One of those is a man who calls himself an intellectual and has welcomed Brian into his home to study the Book of Romans with him. Another is Donka, an 85-year-old widow who comes into the Davises’ home every week for Bible study. She’s a self-proclaimed atheist, but Brian’s wife, Mandy, says she hopes that her heart is slowly changing.

“She has not yet professed faith, but she tells everyone she meets about us and how the world would be better ‘if everyone believed and lived like Brian and Mandy.’ We keep turning her focus from our good works to the ‘why’ behind our good works,” Mandy said.

George’s church is trying the same approach, sharing the gospel in the context of relationships. Church members are running medical clinics and soup kitchens and helping at orphanages with the goal of showing the community a love that looks different from anything it has ever known.

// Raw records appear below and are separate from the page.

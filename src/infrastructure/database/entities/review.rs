use sea_orm::entity::prelude::*;
use serde::{Deserialize, Serialize};

#[derive(Clone, Debug, PartialEq, Eq, DeriveEntityModel, Serialize, Deserialize)]
#[sea_orm(table_name = "reviews")]
pub struct Model {
    #[sea_orm(primary_key, auto_increment = false)]
    pub id: String,
    pub course_id: String,
    pub student_id: String,
    /// 1..=5 stars
    pub rating: i32,
    #[sea_orm(column_type = "Text", nullable)]
    pub comment: Option<String>,
    #[sea_orm(column_type = "Text", nullable)]
    pub teacher_reply: Option<String>,
    #[sea_orm(nullable)]
    pub replied_at: Option<DateTimeUtc>,
    pub created_at: DateTimeUtc,
    pub updated_at: DateTimeUtc,
}

#[derive(Copy, Clone, Debug, EnumIter, DeriveRelation)]
pub enum Relation {
    #[sea_orm(
        belongs_to = "super::course::Entity",
        from = "Column::CourseId",
        to = "super::course::Column::Id",
        on_delete = "Cascade"
    )]
    Course,
}

impl Related<super::course::Entity> for Entity {
    fn to() -> RelationDef {
        Relation::Course.def()
    }
}

impl ActiveModelBehavior for ActiveModel {}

“Everything we do has only one purpose – to make His name known to others,” George said. “That’s what our main thing is – to give the hope of God.”

– PRAY FOR God to draw people across Bulgaria to see their need for the hope Jesus offers.

– The Davises to be able to build relationships with people who are open to studying the Bible and exploring faith.

– Bulgarian believers like George to show the love of Christ to the community in a way that cultivates interest in Jesus.